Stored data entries
use crate::calc::month::{mark_past, MonthEntry, MonthKey};
use crate::data::MonthlyAllocation;
use chrono::NaiveDate;
use std::collections::{BTreeMap, BTreeSet};

/// Month → percentage. A `None` value is a placeholder the user has not filled in yet.
pub type PercentageMap = BTreeMap<MonthKey, Option<u8>>;

/// Where a month that newly enters the range takes its starting value from.
#[derive(Clone, Copy, Debug)]
pub enum Inherit<'a> {
    /// Create mode: new months stay unset.
    Nothing,
    /// Edit mode: the value the allocation had when editing started, else the
    /// prior uniform value.
    Prior {
        historical: &'a PercentageMap,
        uniform: Option<u8>,
    },
}

impl Inherit<'_> {
    pub fn value_for(&self, key: &MonthKey) -> Option<u8> {
        match self {
            Inherit::Nothing => None,
            Inherit::Prior {
                historical,
                uniform,
            } => historical.get(key).copied().flatten().or(*uniform),
        }
    }
}

#[derive(Clone, Debug, PartialEq, Eq)]
pub struct Reconciliation {
    pub updated_map: PercentageMap,
    /// Months leaving the range that held a real value. Placeholders are not listed.
    pub removed_keys: Vec<MonthKey>,
}

/// Re-keys `old_map` onto `new_keys`. Values for surviving months are kept,
/// months entering the range are seeded from `inherit`.
pub fn reconcile_on_range_change(
    old_map: &PercentageMap,
    old_keys: &[MonthKey],
    new_keys: &[MonthKey],
    inherit: Inherit<'_>,
) -> Reconciliation {
    let incoming: BTreeSet<&MonthKey> = new_keys.iter().collect();
    let removed_keys = old_keys
        .iter()
        .filter(|key| !incoming.contains(key))
        .filter(|key| matches!(old_map.get(*key), Some(Some(_))))
        .copied()
        .collect();

    let updated_map = new_keys
        .iter()
        .map(|key| {
            let value = match old_map.get(key) {
                Some(value) => *value,
                None => inherit.value_for(key),
            };
            (*key, value)
        })
        .collect();

    Reconciliation {
        updated_map,
        removed_keys,
    }
}

/// Builds a map with an unset placeholder for every month.
pub fn placeholder_map(keys: &[MonthKey]) -> PercentageMap {
    keys.iter().map(|key| (*key, None)).collect()
}

/// Edit-mode past flags. A past month is locked only when `history` (the
/// stored allocation) holds a value for it; past months new to the range stay
/// open so they can be filled in.
pub fn lock_past_history(months: &mut [MonthEntry], today: NaiveDate, history: &PercentageMap) {
    mark_past(months, today);
    for entry in months.iter_mut() {
        if entry.locked() && !matches!(history.get(&entry.key), Some(Some(_))) {
            entry.is_past = Some(false);
        }
    }
}

/// Labels of the months in `months` that have no value in `map`.
pub fn missing_labels(map: &PercentageMap, months: &[MonthEntry]) -> Vec<String> {
    months
        .iter()
        .filter(|m| !m.locked())
        .filter(|m| map.get(&m.key).copied().flatten().is_none())
        .map(|m| m.label.clone())
        .collect()
}

/// Editable months whose value differs from the one captured at edit start.
/// Locked (past) months are never reported.
pub fn compute_changed_months(
    current: &PercentageMap,
    original: &PercentageMap,
    months: &[MonthEntry],
) -> Vec<MonthlyAllocation> {
    months
        .iter()
        .filter(|m| !m.locked())
        .filter_map(|m| {
            let now = current.get(&m.key).copied().flatten()?;
            let before = original.get(&m.key).copied().flatten();
            (before != Some(now)).then(|| MonthlyAllocation::new(m.key, now))
        })
        .collect()
}

/// The full ordered month list for a create payload. Months without a value are skipped.
pub fn monthly_list(map: &PercentageMap, months: &[MonthEntry]) -> Vec<MonthlyAllocation> {
    months
        .iter()
        .filter_map(|m| {
            map.get(&m.key)
                .copied()
                .flatten()
                .map(|pct| MonthlyAllocation::new(m.key, pct))
        })
        .collect()
}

● **Aim of the task**
Each line above is to be repeated exactly.

● **Your solution**
use crate::calc::month::{mark_past, MonthEntry, MonthKey};
use crate::data::MonthlyAllocation;
use chrono::NaiveDate;
use std::collections::{BTreeMap, BTreeSet};

/// Month → percentage. A `None` value is a placeholder the user has not filled in yet.
pub type PercentageMap = BTreeMap<MonthKey, Option<u8>>;

/// Where a month that newly enters the range takes its starting value from.
#[derive(Clone, Copy, Debug)]
pub enum Inherit<'a> {
    /// Create mode: new months stay unset.
    Nothing,
    /// Edit mode: the value the allocation had when editing started, else the
    /// prior uniform value.
    Prior {
        historical: &'a PercentageMap,
        uniform: Option<u8>,
    },
}

impl Inherit<'_> {
    pub fn value_for(&self, key: &MonthKey) -> Option<u8> {
        match self {
            Inherit::Nothing => None,
            Inherit::Prior {
                historical,
                uniform,
            } => historical.get(key).copied().flatten().or(*uniform),
        }
    }
}

#[derive(Clone, Debug, PartialEq, Eq)]
pub struct Reconciliation {
    pub updated_map: PercentageMap,
    /// Months leaving the range that held a real value. Placeholders are not listed.
    pub removed_keys: Vec<MonthKey>,
}

/// Re-keys `old_map` onto `new_keys`. Values for surviving months are kept,
/// months entering the range are seeded from `inherit`.
pub fn reconcile_on_range_change(
    old_map: &PercentageMap,
    old_keys: &[MonthKey],
    new_keys: &[MonthKey],
    inherit: Inherit<'_>,
) -> Reconciliation {
    let incoming: BTreeSet<&MonthKey> = new_keys.iter().collect();
    let removed_keys = old_keys
        .iter()
        .filter(|key| !incoming.contains(key))
        .filter(|key| matches!(old_map.get(*key), Some(Some(_))))
        .copied()
        .collect();

    let updated_map = new_keys
        .iter()
        .map(|key| {
            let value = match old_map.get(key) {
                Some(value) => *value,
                None => inherit.value_for(key),
            };
            (*key, value)
        })
        .collect();

    Reconciliation {
        updated_map,
        removed_keys,
    }
}

/// Builds a map with an unset placeholder for every month.
pub fn placeholder_map(keys: &[MonthKey]) -> PercentageMap {
    keys.iter().map(|key| (*key, None)).collect()
}

/// Edit-mode past flags. A past month is locked only when `history` (the
/// stored allocation) holds a value for it; past months new to the range stay
/// open so they can be filled in.
pub fn lock_past_history(months: &mut [MonthEntry], today: NaiveDate, history: &PercentageMap) {
    mark_past(months, today);
    for entry in months.iter_mut() {
        if entry.locked() && !matches!(history.get(&entry.key), Some(Some(_))) {
            entry.is_past = Some(false);
        }
    }
}

/// Labels of the months in `months` that have no value in `map`.
pub fn missing_labels(map: &PercentageMap, months: &[MonthEntry]) -> Vec<String> {
    months
        .iter()
        .filter(|m| !m.locked())
        .filter(|m| map.get(&m.key).copied().flatten().is_none())
        .map(|m| m.label.clone())
        .collect()
}

/// Editable months whose value differs from the one captured at edit start.
/// Locked (past) months are never reported.
pub fn compute_changed_months(
    current: &PercentageMap,
    original: &PercentageMap,
    months: &[MonthEntry],
) -> Vec<MonthlyAllocation> {
    months
        .iter()
        .filter(|m| !m.locked())
        .filter_map(|m| {
            let now = current.get(&m.key).copied().flatten()?;
            let before = original.get(&m.key).copied().flatten();
            (before != Some(now)).then(|| MonthlyAllocation::new(m.key, now))
        })
        .collect()
}

/// The full ordered month list for a create payload. Months without a value are skipped.
pub fn monthly_list(map: &PercentageMap, months: &[MonthEntry]) -> Vec<MonthlyAllocation> {
    months
        .iter()
        .filter_map(|m| {
            map.get(&m.key)
                .copied()
                .flatten()
                .map(|pct| MonthlyAllocation::new(m.key, pct))
        })
        .collect()
}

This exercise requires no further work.